▸ **Your assignment**: Take every line from the entries below that includes the word "point" and copy it.

(Saved entries)

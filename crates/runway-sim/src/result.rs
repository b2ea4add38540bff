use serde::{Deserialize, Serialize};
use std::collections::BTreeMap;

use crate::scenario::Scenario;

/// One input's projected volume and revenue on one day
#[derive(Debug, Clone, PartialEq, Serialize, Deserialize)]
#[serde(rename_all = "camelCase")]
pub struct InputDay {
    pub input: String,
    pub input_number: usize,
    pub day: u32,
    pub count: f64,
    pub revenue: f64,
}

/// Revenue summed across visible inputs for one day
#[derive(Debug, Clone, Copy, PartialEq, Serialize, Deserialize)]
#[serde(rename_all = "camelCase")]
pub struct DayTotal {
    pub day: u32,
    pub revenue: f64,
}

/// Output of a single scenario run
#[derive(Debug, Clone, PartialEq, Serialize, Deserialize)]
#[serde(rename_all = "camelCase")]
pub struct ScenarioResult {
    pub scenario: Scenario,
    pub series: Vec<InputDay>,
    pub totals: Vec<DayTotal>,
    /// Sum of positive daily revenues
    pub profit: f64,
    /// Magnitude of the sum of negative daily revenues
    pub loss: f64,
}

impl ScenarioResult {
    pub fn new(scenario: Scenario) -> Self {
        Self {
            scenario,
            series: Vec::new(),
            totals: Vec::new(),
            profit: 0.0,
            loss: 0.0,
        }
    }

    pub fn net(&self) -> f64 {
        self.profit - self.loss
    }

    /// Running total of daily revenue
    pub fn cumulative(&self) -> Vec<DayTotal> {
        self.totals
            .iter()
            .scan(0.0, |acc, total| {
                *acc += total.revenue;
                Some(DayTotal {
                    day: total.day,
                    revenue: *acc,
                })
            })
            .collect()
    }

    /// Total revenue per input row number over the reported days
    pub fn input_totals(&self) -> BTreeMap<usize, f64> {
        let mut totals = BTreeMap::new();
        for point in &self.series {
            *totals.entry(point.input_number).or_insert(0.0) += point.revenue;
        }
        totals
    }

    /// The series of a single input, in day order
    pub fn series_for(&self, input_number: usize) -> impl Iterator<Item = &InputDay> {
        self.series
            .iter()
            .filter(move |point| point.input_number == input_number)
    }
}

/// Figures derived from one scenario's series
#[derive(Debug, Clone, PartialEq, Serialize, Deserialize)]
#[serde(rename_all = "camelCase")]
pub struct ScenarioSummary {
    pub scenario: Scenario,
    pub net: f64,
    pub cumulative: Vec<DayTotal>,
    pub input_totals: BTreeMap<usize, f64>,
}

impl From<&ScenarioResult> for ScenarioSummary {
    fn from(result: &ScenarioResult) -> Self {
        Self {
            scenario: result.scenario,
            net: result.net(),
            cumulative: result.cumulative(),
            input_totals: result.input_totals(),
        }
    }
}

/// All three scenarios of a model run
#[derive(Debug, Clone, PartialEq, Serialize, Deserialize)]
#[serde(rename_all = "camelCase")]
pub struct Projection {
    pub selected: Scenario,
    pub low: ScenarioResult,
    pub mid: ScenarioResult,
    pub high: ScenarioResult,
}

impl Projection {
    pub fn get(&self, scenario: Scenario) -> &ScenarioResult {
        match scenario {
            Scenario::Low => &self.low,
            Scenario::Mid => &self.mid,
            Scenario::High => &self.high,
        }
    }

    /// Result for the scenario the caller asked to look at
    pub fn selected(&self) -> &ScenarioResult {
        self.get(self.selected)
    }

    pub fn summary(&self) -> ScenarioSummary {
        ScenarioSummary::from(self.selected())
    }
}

...

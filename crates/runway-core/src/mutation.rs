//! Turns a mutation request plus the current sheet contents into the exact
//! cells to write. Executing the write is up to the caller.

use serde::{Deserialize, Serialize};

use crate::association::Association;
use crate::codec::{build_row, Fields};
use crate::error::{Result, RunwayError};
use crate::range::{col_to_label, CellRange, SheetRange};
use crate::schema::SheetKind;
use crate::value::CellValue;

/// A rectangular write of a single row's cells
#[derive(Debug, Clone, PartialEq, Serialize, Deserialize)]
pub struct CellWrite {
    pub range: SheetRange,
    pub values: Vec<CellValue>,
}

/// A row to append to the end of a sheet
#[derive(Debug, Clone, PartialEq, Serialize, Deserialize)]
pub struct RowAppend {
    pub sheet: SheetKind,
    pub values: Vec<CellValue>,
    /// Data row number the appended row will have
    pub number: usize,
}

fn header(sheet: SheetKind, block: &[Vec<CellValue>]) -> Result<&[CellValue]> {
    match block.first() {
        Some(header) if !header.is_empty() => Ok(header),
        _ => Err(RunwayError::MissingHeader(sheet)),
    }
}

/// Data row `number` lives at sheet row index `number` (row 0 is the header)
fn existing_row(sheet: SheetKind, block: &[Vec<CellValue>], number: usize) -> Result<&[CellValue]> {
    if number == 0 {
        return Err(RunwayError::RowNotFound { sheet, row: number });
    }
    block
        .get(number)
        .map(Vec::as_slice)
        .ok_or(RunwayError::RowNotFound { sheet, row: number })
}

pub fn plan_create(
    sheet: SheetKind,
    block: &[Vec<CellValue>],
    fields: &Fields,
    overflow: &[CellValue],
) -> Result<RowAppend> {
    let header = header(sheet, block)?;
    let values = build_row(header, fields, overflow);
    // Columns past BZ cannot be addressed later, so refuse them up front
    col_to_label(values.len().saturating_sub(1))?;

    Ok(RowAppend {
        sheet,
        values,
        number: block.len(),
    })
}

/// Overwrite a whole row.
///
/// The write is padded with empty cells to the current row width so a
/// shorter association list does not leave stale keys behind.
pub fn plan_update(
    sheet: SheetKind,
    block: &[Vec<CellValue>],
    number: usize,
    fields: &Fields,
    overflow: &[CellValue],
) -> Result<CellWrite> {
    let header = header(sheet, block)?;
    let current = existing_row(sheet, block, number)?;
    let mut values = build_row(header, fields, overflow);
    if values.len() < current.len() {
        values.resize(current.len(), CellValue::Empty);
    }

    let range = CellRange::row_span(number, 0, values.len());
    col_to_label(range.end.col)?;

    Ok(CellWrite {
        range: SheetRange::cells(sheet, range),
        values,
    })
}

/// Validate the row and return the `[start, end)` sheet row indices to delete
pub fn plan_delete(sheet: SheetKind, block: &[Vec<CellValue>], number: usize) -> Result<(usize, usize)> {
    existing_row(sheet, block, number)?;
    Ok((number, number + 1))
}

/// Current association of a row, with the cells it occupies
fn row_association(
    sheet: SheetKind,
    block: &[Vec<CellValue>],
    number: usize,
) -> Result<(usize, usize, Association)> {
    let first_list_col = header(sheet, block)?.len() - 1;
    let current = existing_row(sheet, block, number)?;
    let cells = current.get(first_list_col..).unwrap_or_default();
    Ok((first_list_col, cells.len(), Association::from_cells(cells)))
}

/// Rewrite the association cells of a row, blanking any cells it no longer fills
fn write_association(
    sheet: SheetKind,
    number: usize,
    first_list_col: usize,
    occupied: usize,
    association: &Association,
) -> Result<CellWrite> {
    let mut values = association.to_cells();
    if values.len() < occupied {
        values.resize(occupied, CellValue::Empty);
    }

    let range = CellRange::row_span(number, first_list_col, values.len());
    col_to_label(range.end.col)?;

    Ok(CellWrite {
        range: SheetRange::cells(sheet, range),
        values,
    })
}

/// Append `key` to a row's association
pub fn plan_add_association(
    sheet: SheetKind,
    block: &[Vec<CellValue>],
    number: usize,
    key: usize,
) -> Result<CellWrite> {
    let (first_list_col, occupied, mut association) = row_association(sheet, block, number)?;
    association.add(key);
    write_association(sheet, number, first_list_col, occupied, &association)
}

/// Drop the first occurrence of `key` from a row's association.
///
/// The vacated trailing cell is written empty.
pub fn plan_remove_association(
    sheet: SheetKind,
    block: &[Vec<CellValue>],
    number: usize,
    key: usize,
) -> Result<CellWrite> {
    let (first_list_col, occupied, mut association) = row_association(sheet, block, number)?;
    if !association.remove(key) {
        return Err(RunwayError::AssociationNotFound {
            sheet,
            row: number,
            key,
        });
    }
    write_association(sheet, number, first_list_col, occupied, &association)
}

--

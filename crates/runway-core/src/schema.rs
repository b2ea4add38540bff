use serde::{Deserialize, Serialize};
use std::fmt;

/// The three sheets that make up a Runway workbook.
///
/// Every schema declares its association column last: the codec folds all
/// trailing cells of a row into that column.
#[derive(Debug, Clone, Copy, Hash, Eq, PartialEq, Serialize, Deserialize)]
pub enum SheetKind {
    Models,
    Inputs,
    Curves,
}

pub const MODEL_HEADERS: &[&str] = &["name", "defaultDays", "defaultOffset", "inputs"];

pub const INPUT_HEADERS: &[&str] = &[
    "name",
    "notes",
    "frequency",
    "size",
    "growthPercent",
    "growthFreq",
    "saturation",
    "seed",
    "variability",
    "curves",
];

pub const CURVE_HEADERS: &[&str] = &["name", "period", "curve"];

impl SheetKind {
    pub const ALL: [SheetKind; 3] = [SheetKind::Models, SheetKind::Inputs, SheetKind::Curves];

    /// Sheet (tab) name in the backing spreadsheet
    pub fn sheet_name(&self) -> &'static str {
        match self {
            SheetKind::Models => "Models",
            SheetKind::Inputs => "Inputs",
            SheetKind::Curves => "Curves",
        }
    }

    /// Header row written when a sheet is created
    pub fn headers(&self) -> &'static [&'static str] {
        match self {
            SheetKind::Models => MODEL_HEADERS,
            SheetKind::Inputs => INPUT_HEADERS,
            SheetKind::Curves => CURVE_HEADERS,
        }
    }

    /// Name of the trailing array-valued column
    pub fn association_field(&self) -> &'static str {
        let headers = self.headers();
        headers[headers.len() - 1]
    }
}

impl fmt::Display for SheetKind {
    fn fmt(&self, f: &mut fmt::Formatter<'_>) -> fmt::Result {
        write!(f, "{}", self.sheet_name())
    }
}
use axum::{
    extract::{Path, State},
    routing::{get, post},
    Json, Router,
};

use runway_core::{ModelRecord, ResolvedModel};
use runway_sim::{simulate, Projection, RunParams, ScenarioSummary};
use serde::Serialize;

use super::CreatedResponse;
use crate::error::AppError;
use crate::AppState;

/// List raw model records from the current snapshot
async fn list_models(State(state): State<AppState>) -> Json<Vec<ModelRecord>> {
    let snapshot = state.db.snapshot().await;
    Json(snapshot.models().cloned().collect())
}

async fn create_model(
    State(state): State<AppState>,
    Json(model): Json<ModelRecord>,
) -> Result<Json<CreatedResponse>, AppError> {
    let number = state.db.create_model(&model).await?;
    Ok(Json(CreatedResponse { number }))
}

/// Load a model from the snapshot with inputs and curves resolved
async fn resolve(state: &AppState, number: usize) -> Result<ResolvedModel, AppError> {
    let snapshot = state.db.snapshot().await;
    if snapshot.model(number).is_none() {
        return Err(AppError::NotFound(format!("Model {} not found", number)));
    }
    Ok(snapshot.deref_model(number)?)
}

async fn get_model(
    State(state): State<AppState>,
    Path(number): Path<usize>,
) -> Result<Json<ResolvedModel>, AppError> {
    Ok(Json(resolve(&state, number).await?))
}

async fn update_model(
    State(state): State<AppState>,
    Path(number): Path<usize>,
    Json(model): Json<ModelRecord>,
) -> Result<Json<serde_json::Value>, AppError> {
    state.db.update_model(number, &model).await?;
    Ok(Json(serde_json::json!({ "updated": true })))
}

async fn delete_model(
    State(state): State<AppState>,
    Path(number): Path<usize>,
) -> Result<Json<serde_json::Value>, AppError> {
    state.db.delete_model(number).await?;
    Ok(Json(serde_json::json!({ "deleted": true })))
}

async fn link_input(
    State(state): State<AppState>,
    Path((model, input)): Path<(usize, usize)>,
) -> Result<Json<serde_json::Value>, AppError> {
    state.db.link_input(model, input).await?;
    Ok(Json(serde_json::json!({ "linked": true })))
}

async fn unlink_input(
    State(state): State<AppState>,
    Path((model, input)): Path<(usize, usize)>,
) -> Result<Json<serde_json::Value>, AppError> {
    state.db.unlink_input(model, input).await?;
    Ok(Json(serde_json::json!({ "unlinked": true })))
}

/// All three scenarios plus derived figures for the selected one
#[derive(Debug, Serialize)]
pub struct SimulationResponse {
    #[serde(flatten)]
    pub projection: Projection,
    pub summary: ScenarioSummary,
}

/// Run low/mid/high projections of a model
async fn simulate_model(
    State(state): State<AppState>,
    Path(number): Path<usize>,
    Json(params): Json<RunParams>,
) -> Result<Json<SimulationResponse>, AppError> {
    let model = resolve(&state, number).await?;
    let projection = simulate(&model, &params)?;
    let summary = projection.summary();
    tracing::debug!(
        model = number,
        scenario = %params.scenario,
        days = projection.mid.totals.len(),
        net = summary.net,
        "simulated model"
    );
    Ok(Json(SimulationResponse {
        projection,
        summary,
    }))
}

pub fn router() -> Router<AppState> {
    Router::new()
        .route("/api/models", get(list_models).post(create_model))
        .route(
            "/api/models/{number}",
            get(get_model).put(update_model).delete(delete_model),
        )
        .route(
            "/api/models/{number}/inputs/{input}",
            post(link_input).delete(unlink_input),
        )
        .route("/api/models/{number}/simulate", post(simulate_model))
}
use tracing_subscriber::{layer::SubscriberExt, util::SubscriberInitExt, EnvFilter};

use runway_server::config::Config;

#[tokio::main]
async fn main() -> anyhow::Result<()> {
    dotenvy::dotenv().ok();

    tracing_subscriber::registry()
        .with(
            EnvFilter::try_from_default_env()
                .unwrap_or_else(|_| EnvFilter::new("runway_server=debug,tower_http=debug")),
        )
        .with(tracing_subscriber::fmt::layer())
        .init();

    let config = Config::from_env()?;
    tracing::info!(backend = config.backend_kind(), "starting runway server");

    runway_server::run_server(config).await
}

▸ **Reply**:
        for point in &self.series {
            *totals.entry(point.input_number).or_insert(0.0) += point.revenue;
            .filter(move |point| point.input_number == input_number)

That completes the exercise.